We have $n=14a+10$ for some integer $a$. If we take this equation modulo $7$ we have that $n \equiv 10 \mod 7 \equiv 3 \mod 7$ (This because $14 \equiv 0 \mod 7$ and $10 \equiv 3 \mod 7$). You should look up modular arithmetic where you will see how to deal with this sort of questions.

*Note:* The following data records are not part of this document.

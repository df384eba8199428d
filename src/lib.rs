//! Library surface for the `piwardrive-webui`/`piwardrive-kiosk` binaries:
//! every component from C1 through C15, assembled into [`AppState`] by
//! `main.rs`.

pub mod analytics;
pub mod auth;
pub mod config;
pub mod error;
pub mod export;
pub mod handlers;
pub mod jobs;
pub mod models;
pub mod notifications;
pub mod oui;
pub mod persistence;
pub mod remote_sync;
pub mod scanners;
pub mod scheduler;
pub mod sensors;
pub mod stream_processor;
pub mod task_queue;
pub mod tile_maintenance;

use std::path::PathBuf;
use std::sync::Arc;

use tokio::sync::Mutex as AsyncMutex;

use auth::TokenStore;
use config::AppConfig;
use jobs::analytics_jobs::AnalyticsJobManager;
use jobs::maintenance_jobs::MaintenanceJobManager;
use persistence::{Pool, QueryMetrics};
use scheduler::{AsyncScheduler, PollScheduler};
use sensors::gps::GpsdClient;
use sensors::orientation::OrientationSensor;
use stream_processor::StreamProcessor;
use task_queue::BackgroundTaskQueue;

/// Shared application state handed to every Axum handler (C11), gathering
/// every long-lived component assembled in `main.rs`.
#[derive(Clone)]
pub struct AppState {
    pub pool: Arc<Pool>,
    pub tokens: Arc<TokenStore>,
    pub config: Arc<AsyncMutex<AppConfig>>,
    pub gps: Arc<GpsdClient>,
    pub orientation: Arc<OrientationSensor>,
    pub http_client: reqwest::Client,
    pub log_allowlist: Arc<Vec<PathBuf>>,
    pub service_allowlist: Arc<Vec<String>>,
    pub stream: Arc<StreamProcessor>,
    pub query_metrics: Arc<QueryMetrics>,
    pub scheduler: Arc<AsyncScheduler>,
    pub poll_scheduler: Arc<PollScheduler>,
    pub task_queue: Arc<BackgroundTaskQueue>,
    pub maintenance_jobs: Arc<MaintenanceJobManager>,
    pub analytics_jobs: Arc<AnalyticsJobManager>,
    pub sigint_export_dir: Arc<PathBuf>,
}
//! Application configuration (§6): a TOML file at a platform config
//! directory, overridden by environment variables, following the teacher's
//! nested-`Deserialize`-with-defaults shape.

use std::collections::HashMap;
use std::path::Path;

use serde::{Deserialize, Serialize};

fn default_true() -> bool {
    true
}

#[derive(Debug, Clone, Serialize, Deserialize)]
pub struct ScanRule {
    #[serde(default = "default_true")]
    pub enabled: bool,
    #[serde(default)]
    pub window_start_hour: u32,
    #[serde(default = "default_window_end")]
    pub window_end_hour: u32,
    #[serde(default = "default_all_weekdays")]
    pub allowed_weekdays: Vec<u32>,
}

fn default_window_end() -> u32 {
    24
}

fn default_all_weekdays() -> Vec<u32> {
    vec![0, 1, 2, 3, 4, 5, 6]
}

impl Default for ScanRule {
    fn default() -> Self {
        Self { enabled: true, window_start_hour: 0, window_end_hour: default_window_end(), allowed_weekdays: default_all_weekdays() }
    }
}

#[derive(Debug, Clone, Serialize, Deserialize, Default)]
pub struct ScanRulesConfig {
    #[serde(default)]
    pub wifi: ScanRule,
    #[serde(default)]
    pub bluetooth: ScanRule,
    #[serde(default)]
    pub cellular: ScanRule,
}

/// Top-level config loaded from `piwardrive.toml`.
#[derive(Debug, Clone, Serialize, Deserialize)]
pub struct AppConfig {
    #[serde(default = "default_poll_aps")]
    pub map_poll_aps: u64,
    #[serde(default = "default_poll_bt")]
    pub map_poll_bt: u64,
    #[serde(default = "default_poll_gps")]
    pub map_poll_gps: u64,
    #[serde(default = "default_poll_gps_max")]
    pub map_poll_gps_max: u64,
    #[serde(default = "default_health_poll_interval")]
    pub health_poll_interval: u64,

    #[serde(default = "default_log_rotate_interval")]
    pub log_rotate_interval: u64,
    #[serde(default = "default_log_rotate_archives")]
    pub log_rotate_archives: u32,
    #[serde(default = "default_true")]
    pub cleanup_rotated_logs: bool,

    #[serde(default)]
    pub map_use_offline: bool,
    #[serde(default)]
    pub offline_tile_path: Option<String>,
    #[serde(default)]
    pub map_auto_prefetch: bool,

    #[serde(default)]
    pub map_cluster_aps: bool,
    #[serde(default = "default_cluster_capacity")]
    pub map_cluster_capacity: u32,

    #[serde(default = "default_tile_maintenance_interval")]
    pub tile_maintenance_interval: u64,
    #[serde(default = "default_route_prefetch_interval")]
    pub route_prefetch_interval: u64,

    #[serde(default)]
    pub remote_sync_url: Option<String>,
    #[serde(default)]
    pub remote_sync_token: Option<String>,
    #[serde(default = "default_remote_sync_timeout")]
    pub remote_sync_timeout: u64,
    #[serde(default = "default_remote_sync_retries")]
    pub remote_sync_retries: u32,

    #[serde(default)]
    pub notification_webhooks: Vec<String>,

    #[serde(default)]
    pub scan_rules: ScanRulesConfig,

    #[serde(default = "default_reports_dir")]
    pub reports_dir: String,

    /// Unrecognized keys, preserved so a POST can be rejected with a 400
    /// naming the offending key rather than silently dropped.
    #[serde(flatten)]
    pub extra: HashMap<String, serde_json::Value>,
}

fn default_poll_aps() -> u64 {
    10
}
fn default_poll_bt() -> u64 {
    15
}
fn default_poll_gps() -> u64 {
    1
}
fn default_poll_gps_max() -> u64 {
    30
}
fn default_health_poll_interval() -> u64 {
    10
}
fn default_log_rotate_interval() -> u64 {
    86_400
}
fn default_log_rotate_archives() -> u32 {
    7
}
fn default_cluster_capacity() -> u32 {
    8
}
fn default_tile_maintenance_interval() -> u64 {
    3_600
}
fn default_route_prefetch_interval() -> u64 {
    300
}
fn default_remote_sync_timeout() -> u64 {
    30
}
fn default_remote_sync_retries() -> u32 {
    3
}
fn default_reports_dir() -> String {
    "./reports".to_string()
}

impl Default for AppConfig {
    fn default() -> Self {
        Self {
            map_poll_aps: default_poll_aps(),
            map_poll_bt: default_poll_bt(),
            map_poll_gps: default_poll_gps(),
            map_poll_gps_max: default_poll_gps_max(),
            health_poll_interval: default_health_poll_interval(),
            log_rotate_interval: default_log_rotate_interval(),
            log_rotate_archives: default_log_rotate_archives(),
            cleanup_rotated_logs: true,
            map_use_offline: false,
            offline_tile_path: None,
            map_auto_prefetch: false,
            map_cluster_aps: false,
            map_cluster_capacity: default_cluster_capacity(),
            tile_maintenance_interval: default_tile_maintenance_interval(),
            route_prefetch_interval: default_route_prefetch_interval(),
            remote_sync_url: None,
            remote_sync_token: None,
            remote_sync_timeout: default_remote_sync_timeout(),
            remote_sync_retries: default_remote_sync_retries(),
            notification_webhooks: Vec::new(),
            scan_rules: ScanRulesConfig::default(),
            reports_dir: default_reports_dir(),
            extra: HashMap::new(),
        }
    }
}

/// Environment variables consulted on top of the TOML file; process-boundary
/// values that don't belong in the declarative document (paths, secrets).
#[derive(Debug, Clone, Default)]
pub struct EnvOverrides {
    pub db_path: Option<String>,
    pub gpsd_host: Option<String>,
    pub gpsd_port: Option<u16>,
    pub api_user: Option<String>,
    pub api_password_hash: Option<String>,
    pub cors_origins: Option<String>,
    pub webui_dist: Option<String>,
    pub sigint_export_dir: Option<String>,
    pub sigint_oui_path: Option<String>,
}

impl EnvOverrides {
    pub fn from_env() -> Self {
        Self {
            db_path: std::env::var("PW_DB_PATH").ok(),
            gpsd_host: std::env::var("PW_GPSD_HOST").ok(),
            gpsd_port: std::env::var("PW_GPSD_PORT").ok().and_then(|p| p.parse().ok()),
            api_user: std::env::var("PW_API_USER").ok(),
            api_password_hash: std::env::var("PW_API_PASSWORD_HASH").ok(),
            cors_origins: std::env::var("PW_CORS_ORIGINS").ok(),
            webui_dist: std::env::var("PW_WEBUI_DIST").ok(),
            sigint_export_dir: std::env::var("SIGINT_EXPORT_DIR").ok(),
            sigint_oui_path: std::env::var("SIGINT_OUI_PATH").ok(),
        }
    }
}

/// Load config from `path`, falling back to defaults if the file is absent.
pub fn load(path: impl AsRef<Path>) -> anyhow::Result<AppConfig> {
    let path = path.as_ref();
    if !path.exists() {
        tracing::info!("config file not found at {}, using defaults", path.display());
        return Ok(AppConfig::default());
    }
    let raw = std::fs::read_to_string(path)?;
    let config: AppConfig = toml::from_str(&raw)?;
    tracing::info!("loaded config from {}", path.display());
    Ok(config)
}

/// Merge a JSON patch into `config`, rejecting unknown top-level keys with
/// the offending key name.
pub fn merge_update(config: &AppConfig, patch: &serde_json::Value) -> Result<AppConfig, String> {
    let mut merged = serde_json::to_value(config).map_err(|e| e.to_string())?;
    let patch_obj = patch.as_object().ok_or_else(|| "config patch must be a JSON object".to_string())?;
    let known_keys: std::collections::HashSet<&str> =
        merged.as_object().map(|o| o.keys().map(String::as_str).collect()).unwrap_or_default();
    for key in patch_obj.keys() {
        if !known_keys.contains(key.as_str()) {
            return Err(format!("unknown config key: {key}"));
        }
    }
    if let Some(obj) = merged.as_object_mut() {
        for (k, v) in patch_obj {
            obj.insert(k.clone(), v.clone());
        }
    }
    serde_json::from_value(merged).map_err(|e| e.to_string())
}

#[cfg(test)]
mod tests {
    use super::*;

    #[test]
    fn defaults_are_sane() {
        let cfg = AppConfig::default();
        assert_eq!(cfg.map_poll_aps, 10);
        assert!(cfg.scan_rules.wifi.enabled);
    }

    #[test]
    fn load_falls_back_to_defaults_when_absent() {
        let cfg = load("/nonexistent/piwardrive.toml").unwrap();
        assert_eq!(cfg.reports_dir, "./reports");
    }

    #[test]
    fn merge_update_rejects_unknown_key() {
        let cfg = AppConfig::default();
        let result = merge_update(&cfg, &serde_json::json!({"not_a_real_key": 1}));
        assert!(result.is_err());
    }

    #[test]
    fn merge_update_applies_known_key() {
        let cfg = AppConfig::default();
        let updated = merge_update(&cfg, &serde_json::json!({"map_poll_aps": 20})).unwrap();
        assert_eq!(updated.map_poll_aps, 20);
    }
}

Modular arithmetic is very important in much branches of mathematics mostly in structures that have a finite number of elements in them (finite groups, rings, fields,...).


It might help to go back to the basic definition of multiplication as repeated addition:

$$2 \cdot 5 = 2 + 2 + 2 + 2 + 2 = 10$$

and that division is the opposite of multiplication:

$$\frac{10}{2} \mapsto 10 \underbrace{{}- 2 - 2 - 2 - 2 - 2}_{\text{5 times}} = 0.$$ So $\frac{10}{2}=5$, remainder $0$

Also, for $\frac{11}{3} = \rightarrow 11 \underbrace{{}- 3 - 3 - 3}_{\text{3 times}} = 2$

So $\frac{11}{3}=3$, remainder $2=3+\frac{2}{3}$

If $\frac{n}{14}=a+\frac{10}{14}$, that means $n\underbrace{{}-14-14-14-\cdots}_{a\text{ times}}=10$

Here's the simple/intuitive part:

Since $2(7)=14$, division by 7 will also have a "remainder" of 10
But 10 > 7, so we can subtract out one more 7: $10 - 7 = 3$.
Therefore, the remainder ($r$) is 3: $r=3$

(Also note, $b=2a+1$. Because $14=2(7)$, we double $a$.
Because we subtracted one more 7, we add 1.)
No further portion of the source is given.